MIN and MAX functions in SQL - Time & Space Complexity
When using MIN and MAX functions in SQL, it's important to understand how the time to find these values grows as the data grows.
We want to know how the work changes when the number of rows increases.
Analyze the time complexity of the following SQL query.
SELECT MIN(price) AS LowestPrice, MAX(price) AS HighestPrice
FROM products;
This query finds the smallest and largest price from the products table.
Look for repeated steps that the database does to find the answer.
- Primary operation: Scanning each row's price to compare values.
- How many times: Once for each row in the products table.
As the number of rows grows, the database checks more prices to find the minimum and maximum.
| Input Size (n) | Approx. Operations |
|---|---|
| 10 | 10 comparisons |
| 100 | 100 comparisons |
| 1000 | 1000 comparisons |
Pattern observation: The work grows directly with the number of rows.
Time Complexity: O(n)
This means the time to find MIN and MAX grows in a straight line as the table gets bigger.

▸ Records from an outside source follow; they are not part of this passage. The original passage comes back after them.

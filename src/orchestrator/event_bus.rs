//! Orchestration Event Bus
//!
//! Per-engine pub/sub for run telemetry. Publishing without subscribers is a no-op.

use serde::{Deserialize, Serialize};
use tokio::sync::broadcast;

use crate::routing::ModelTier;
use crate::safety::SafetyAction;

#[derive(Debug, Clone, PartialEq, Serialize, Deserialize)]
#[serde(tag = "type", content = "payload")]
pub enum OrchestrationEvent {
    RunStarted { trace_id: String, tenant_id: String },
    NodeEntered { trace_id: String, node: String },
    TaskDispatched { trace_id: String, task_id: String, assigned_agent: String },
    TaskFinished { trace_id: String, task_id: String, success: bool },
    TierEscalated { trace_id: String, from: ModelTier, to: ModelTier, reason: Option<String> },
    SafetyChecked { trace_id: String, action: SafetyAction },
    RunFinished { trace_id: String, iterations: u32, hitl_required: bool },
}

pub struct EventBus {
    tx: broadcast::Sender<OrchestrationEvent>,
}

impl EventBus {
    pub fn new() -> Self {
        Self::with_capacity(1024)
    }

    pub fn with_capacity(capacity: usize) -> Self {
        let (tx, _) = broadcast::channel(capacity);
        Self { tx }
    }

    /// Publish an event to all subscribers
    pub fn publish(&self, event: OrchestrationEvent) {
        let _ = self.tx.send(event);
    }

    pub fn subscribe(&self) -> broadcast::Receiver<OrchestrationEvent> {
        self.tx.subscribe()
    }
}

impl Default for EventBus {
    fn default() -> Self {
        Self::new()
    }
}

#[cfg(test)]
mod tests {
    use super::*;

    #[tokio::test]
    async fn test_publish_reaches_subscriber() {
        let bus = EventBus::new();
        let mut rx = bus.subscribe();
        bus.publish(OrchestrationEvent::NodeEntered {
            trace_id: "t".to_string(),
            node: "synthesize".to_string(),
        });
        let event = rx.recv().await.unwrap();
        assert!(matches!(event, OrchestrationEvent::NodeEntered { ref node, .. } if node == "synthesize"));
    }

    #[test]
    fn test_publish_without_subscribers() {
        let bus = EventBus::new();
        bus.publish(OrchestrationEvent::RunStarted {
            trace_id: "t".to_string(),
            tenant_id: "acme".to_string(),
        });
    }
}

[X] Wrong: "MIN and MAX run instantly no matter how big the table is."
[OK] Correct: The database must look at each row to be sure of the smallest or largest value, so more rows mean more work.
Understanding how MIN and MAX scale helps you explain query performance clearly and shows you know how databases handle data.
"What if the products table had an index on the price column? How would that affect the time complexity?"